The Lone Coder Reflections for the Unsung Linux Saviours
by Ken O. Burtch
Unit Tests : An Pound of Prevention?
In the first place, as an ounce of prevention is worth a pound of cure, I
would advise 'em to take care how they suffer living coals in a full
shovel, to be carried out of one room into another, or up or down stairs,
unless in a warmingpan shut; for scraps of fire may fall into chinks and
make no appearance until midnight; when your stairs being in flames, you
may be forced, (as I once was) to leap out of your windows, and hazard
your necks to avoid being oven-roasted.
-- Benjamin Franklin, discussing fire safety, February 1735
A few people laughed at my comments on safe driving
and sharing the road in my article
"Dark
Architecture" (Lone Coder November 2009).
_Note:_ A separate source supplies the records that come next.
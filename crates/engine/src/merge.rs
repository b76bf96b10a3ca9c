//! The mutable descriptor builder used during hierarchy merge.
//!
//! Merging is build-then-publish: the ancestor's descriptor is an
//! immutable snapshot, [`DescriptorBuilder::inheriting`] copies its
//! state into a fresh builder, the current level's introspection and
//! rules mutate the copy, and [`DescriptorBuilder::finalize`] publishes
//! a new immutable descriptor. A cached ancestor is never aliased by a
//! child resolution.

use armature_model::{
	ConstructorDescriptor, CreationDescriptor, Descriptor, DescriptorKey, ExposingRule, IconRef,
	MethodDescriptor, ParameterDescriptor, PropertyCategory, PropertyDescriptor, PropertySource,
	Signature, StringBag, TypeName, name_matches,
};

use crate::introspect::{TypeModel, standard_properties};

/// In-progress descriptor state for one hierarchy level.
#[derive(Debug)]
pub struct DescriptorBuilder {
	/// Identity being built.
	pub key: DescriptorKey,
	/// Model class; child documents override.
	pub model_type: Option<TypeName>,
	/// Toolkit id; child documents override.
	pub toolkit: Option<String>,
	/// Description; child documents override.
	pub description: Option<String>,
	/// Icon inherited from the ancestor, replaced when this level has its
	/// own icon resource.
	pub icon: Option<IconRef>,
	/// Properties in contribution order.
	pub properties: Vec<PropertyDescriptor>,
	/// Methods in contribution order.
	pub methods: Vec<MethodDescriptor>,
	/// Constructors in contribution order.
	pub constructors: Vec<ConstructorDescriptor>,
	/// Creation variants in contribution order.
	pub creations: Vec<CreationDescriptor>,
	/// Morph targets in contribution order.
	pub morph_targets: Vec<TypeName>,
	/// Parameter bag.
	pub params: StringBag,
	/// Tag bag.
	pub tags: StringBag,
	/// Exposing rules in contribution order.
	pub exposing_rules: Vec<ExposingRule>,
	/// Bulk category directives collected at this level; applied in
	/// document order after every individual assignment.
	pending_categories: Vec<(PropertyCategory, Vec<String>)>,
}

impl DescriptorBuilder {
	/// An empty builder for a hierarchy root.
	pub fn new(key: DescriptorKey) -> Self {
		Self {
			key,
			model_type: None,
			toolkit: None,
			description: None,
			icon: None,
			properties: Vec::new(),
			methods: Vec::new(),
			constructors: Vec::new(),
			creations: Vec::new(),
			morph_targets: Vec::new(),
			params: StringBag::new(),
			tags: StringBag::new(),
			exposing_rules: Vec::new(),
			pending_categories: Vec::new(),
		}
	}

	/// A builder seeded with a copy of the ancestor's resolved state.
	pub fn inheriting(key: DescriptorKey, ancestor: &Descriptor) -> Self {
		Self {
			key,
			model_type: ancestor.model_type.clone(),
			toolkit: ancestor.toolkit.clone(),
			description: ancestor.description.clone(),
			icon: if ancestor.icon.is_placeholder() { None } else { Some(ancestor.icon.clone()) },
			properties: ancestor.properties.clone(),
			methods: ancestor.methods.clone(),
			constructors: ancestor.constructors.clone(),
			creations: ancestor.creations.clone(),
			morph_targets: ancestor.morph_targets.clone(),
			params: ancestor.params.clone(),
			tags: ancestor.tags.clone(),
			exposing_rules: ancestor.exposing_rules.clone(),
			pending_categories: Vec::new(),
		}
	}

	/// Adds this level's standard-introspection members: candidate
	/// properties and public constructors. Entries whose selector (or
	/// signature) is already present — inherited and possibly customized
	/// — are left alone.
	pub fn apply_introspection(&mut self, model: &TypeModel) {
		for candidate in standard_properties(model) {
			let selector = candidate.selector();
			if !self.properties.iter().any(|p| p.selector() == selector) {
				self.properties.push(candidate);
			}
		}
		for signature in &model.constructors {
			if self.constructor_position(signature.params()).is_none() {
				self.constructors.push(ConstructorDescriptor {
					signature: signature.clone(),
					parameters: signature
						.params()
						.iter()
						.map(|ty| ParameterDescriptor { ty: Some(ty.clone()), ..Default::default() })
						.collect(),
				});
			}
		}
	}

	/// Mutable property lookup with the same selector semantics as
	/// [`Descriptor::property`].
	pub fn property_mut(&mut self, selector: &str) -> Option<&mut PropertyDescriptor> {
		let position = self.property_position(selector)?;
		Some(&mut self.properties[position])
	}

	fn property_position(&self, selector: &str) -> Option<usize> {
		if let Some(rest) = selector.strip_prefix("f:") {
			return self
				.properties
				.iter()
				.position(|p| matches!(p.source, PropertySource::Field(_)) && p.id == rest);
		}
		if let Some(rest) = selector.strip_prefix("m:") {
			return self.setter_position(rest);
		}
		if selector.contains('(') {
			return self.setter_position(selector);
		}
		self.properties
			.iter()
			.position(|p| matches!(p.source, PropertySource::Setter(_)) && p.id == selector)
			.or_else(|| {
				self.properties
					.iter()
					.position(|p| matches!(p.source, PropertySource::Declared) && p.id == selector)
			})
			.or_else(|| self.properties.iter().position(|p| p.id == selector))
	}

	fn setter_position(&self, selector: &str) -> Option<usize> {
		if selector.contains('(') {
			let sig = Signature::parse(selector).ok()?;
			self.properties.iter().position(|p| p.setter() == Some(&sig))
		} else {
			self.properties
				.iter()
				.position(|p| matches!(p.source, PropertySource::Setter(_)) && p.id == selector)
		}
	}

	/// Adds a property, replacing an existing one with the same selector.
	pub fn upsert_property(&mut self, property: PropertyDescriptor) -> &mut PropertyDescriptor {
		let selector = property.selector();
		match self.properties.iter().position(|p| p.selector() == selector) {
			Some(at) => {
				self.properties[at] = property;
				&mut self.properties[at]
			}
			None => {
				let at = self.properties.len();
				self.properties.push(property);
				&mut self.properties[at]
			}
		}
	}

	/// Mutable method lookup by canonical signature.
	pub fn method_mut(&mut self, signature: &Signature) -> Option<&mut MethodDescriptor> {
		self.methods.iter_mut().find(|m| &m.signature == signature)
	}

	/// Adds a method entry if its signature is not already present, and
	/// returns the (new or existing) entry.
	pub fn ensure_method(&mut self, method: MethodDescriptor) -> &mut MethodDescriptor {
		match self.methods.iter().position(|m| m.signature == method.signature) {
			Some(at) => &mut self.methods[at],
			None => {
				let at = self.methods.len();
				self.methods.push(method);
				&mut self.methods[at]
			}
		}
	}

	/// Removes a method by canonical signature; `false` when absent.
	pub fn remove_method(&mut self, signature: &Signature) -> bool {
		let before = self.methods.len();
		self.methods.retain(|m| &m.signature != signature);
		self.methods.len() != before
	}

	/// Removes every method whose signature text matches `matches`.
	pub fn remove_methods_where(&mut self, matches: impl Fn(&str) -> bool) {
		self.methods.retain(|m| !matches(&m.signature.to_string()));
	}

	fn constructor_position(&self, params: &[TypeName]) -> Option<usize> {
		self.constructors.iter().position(|c| c.signature.params() == params)
	}

	/// Mutable constructor lookup by parameter types.
	pub fn constructor_mut(&mut self, params: &[TypeName]) -> Option<&mut ConstructorDescriptor> {
		let position = self.constructor_position(params)?;
		Some(&mut self.constructors[position])
	}

	/// Mutable creation-variant lookup; adds an empty variant when the id
	/// is new.
	pub fn ensure_creation(&mut self, id: Option<String>) -> &mut CreationDescriptor {
		match self.creations.iter().position(|c| c.id == id) {
			Some(at) => &mut self.creations[at],
			None => {
				let at = self.creations.len();
				self.creations.push(CreationDescriptor::empty(id));
				&mut self.creations[at]
			}
		}
	}

	/// Clears inherited morph targets (the `noInherit` marker).
	pub fn clear_morph_targets(&mut self) {
		self.morph_targets.clear();
	}

	/// Appends a morph target, keeping the list duplicate-free.
	pub fn add_morph_target(&mut self, target: TypeName) {
		if !self.morph_targets.contains(&target) {
			self.morph_targets.push(target);
		}
	}

	/// Queues a bulk category directive for this level.
	pub fn queue_category_directive(&mut self, category: PropertyCategory, patterns: Vec<String>) {
		self.pending_categories.push((category, patterns));
	}

	/// Applies queued bulk directives, in document order, after all
	/// individual property-level assignments; a later directive wins for
	/// properties matched by several.
	pub fn apply_category_directives(&mut self) {
		let directives = std::mem::take(&mut self.pending_categories);
		for (category, patterns) in directives {
			for property in &mut self.properties {
				if patterns.iter().any(|p| name_matches(p, &property.id)) {
					property.category = category;
				}
			}
		}
	}

	/// Publishes the immutable descriptor.
	///
	/// The default creation variant is synthesized when absent, and every
	/// variant's icon/description falls back to the owning descriptor's.
	pub fn finalize(mut self, icon: IconRef, cached: bool, presentation_cached: bool) -> Descriptor {
		if !self.creations.iter().any(|c| c.id.is_none()) {
			self.creations.insert(0, CreationDescriptor::empty(None));
		}
		for creation in &mut self.creations {
			if creation.icon.is_none() {
				creation.icon = Some(icon.clone());
			}
			if creation.description.is_none() {
				creation.description = self.description.clone();
			}
		}

		Descriptor {
			key: self.key,
			model_type: self.model_type,
			toolkit: self.toolkit,
			description: self.description,
			icon,
			properties: self.properties,
			methods: self.methods,
			constructors: self.constructors,
			creations: self.creations,
			morph_targets: self.morph_targets,
			params: self.params,
			tags: self.tags,
			exposing_rules: self.exposing_rules,
			cached,
			presentation_cached,
		}
	}
}

#[cfg(test)]
mod tests {
	use armature_model::{LazyValue, TypeName};

	use super::*;
	use crate::introspect::{FieldModel, MethodModel, TypeOrigin};

	fn ty(name: &str) -> TypeName {
		TypeName::from(name)
	}

	fn button_model() -> TypeModel {
		TypeModel {
			name: ty("toolkit.Button"),
			origin: TypeOrigin::Library("toolkit".into()),
			supertype: Some(ty("toolkit.Component")),
			interfaces: Vec::new(),
			fields: vec![FieldModel {
				name: "columns".into(),
				ty: ty("int"),
				is_public: true,
				is_static: false,
				is_synthetic: false,
			}],
			methods: vec![
				MethodModel {
					signature: Signature::parse("setText(java.lang.String)").unwrap(),
					return_type: None,
					is_public: true,
					is_static: false,
				},
				MethodModel {
					signature: Signature::parse("getText()").unwrap(),
					return_type: Some(ty("java.lang.String")),
					is_public: true,
					is_static: false,
				},
			],
			constructors: vec![Signature::constructor(vec![ty("java.lang.String")])],
			preferred_hints: Vec::new(),
		}
	}

	fn finalize(builder: DescriptorBuilder) -> Descriptor {
		builder.finalize(IconRef::placeholder(), false, true)
	}

	#[test]
	fn introspection_skips_inherited_selectors() {
		let mut base = DescriptorBuilder::new(DescriptorKey::component(ty("toolkit.Component")));
		base.apply_introspection(&button_model());
		let base_text = base.property_mut("text").unwrap();
		base_text.default = Some(LazyValue::new("\"inherited\""));
		let base_text_default = base_text.default.clone();
		let parent = finalize(base);

		let mut child =
			DescriptorBuilder::inheriting(DescriptorKey::component(ty("toolkit.Button")), &parent);
		child.apply_introspection(&button_model());

		// Same setter introspected again: the customized inherited entry
		// survives, no duplicate appears.
		let selectors: Vec<_> = child.properties.iter().map(|p| p.selector()).collect();
		let text_count = selectors.iter().filter(|s| *s == "setText(java.lang.String)").count();
		assert_eq!(text_count, 1);
		assert_eq!(child.property_mut("text").unwrap().default, base_text_default);
	}

	#[test]
	fn category_directives_apply_after_individual_and_in_order() {
		let mut builder = DescriptorBuilder::new(DescriptorKey::component(ty("toolkit.Button")));
		builder.apply_introspection(&button_model());

		// Individual assignment first, then two overlapping directives.
		builder.property_mut("text").unwrap().category = PropertyCategory::Hidden;
		builder.queue_category_directive(PropertyCategory::Preferred, vec!["text*".into()]);
		builder.queue_category_directive(PropertyCategory::Advanced, vec!["text".into()]);
		builder.apply_category_directives();

		let descriptor = finalize(builder);
		assert_eq!(descriptor.property("text").unwrap().category, PropertyCategory::Advanced);
	}

	#[test]
	fn finalize_synthesizes_default_creation() {
		let builder = DescriptorBuilder::new(DescriptorKey::component(ty("toolkit.Button")));
		let descriptor = finalize(builder);
		assert!(descriptor.creation(None).is_some());
	}

	#[test]
	fn creation_fallbacks_use_owning_descriptor() {
		let mut builder = DescriptorBuilder::new(DescriptorKey::component(ty("toolkit.Button")));
		builder.description = Some("A button".into());
		builder.ensure_creation(Some("styled".into()));

		let descriptor = finalize(builder);
		let styled = descriptor.creation(Some("styled")).unwrap();
		assert_eq!(styled.description.as_deref(), Some("A button"));
		assert_eq!(styled.icon.as_ref().unwrap(), &descriptor.icon);
	}

	#[test]
	fn morph_targets_deduplicate() {
		let mut builder = DescriptorBuilder::new(DescriptorKey::component(ty("toolkit.Button")));
		builder.add_morph_target(ty("toolkit.ToggleButton"));
		builder.add_morph_target(ty("toolkit.ToggleButton"));
		assert_eq!(builder.morph_targets.len(), 1);
	}
}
Fog lights at night are
dangerous. The situation is growing worse in Toronto with the popularity
of illegal headlights. These lights are three or more times
more powerful than allowed by law, bright enough to cause physical pain in
the eyes of other drivers. Supporters of the illegal lights like the
benefits of driving at night with day-like vision and being the center of
attention. How do you evaluate the risks and the benefits, especially
when the risks are shouldered by the people around you, not yourself?
A recent
CAA study reports that Canadians are increasingly
indifferent to the drivers around them, with more cases of using electronic
devices, tailgating and refusing to signal when turning
(More drivers leaving courtesy at the curb, CTV). How risky is this? "It's a matter of life or death for
hundreds of Canadians every year," a CAA spokesperson said. A survey by the
U.S. NHTSA showed that most people don't believe the speeding is dangerous:
that they can their handle excessive speed even if the other drivers on the road
can't
(Drivers' Beliefs about Unsafe Driving, NHTSA).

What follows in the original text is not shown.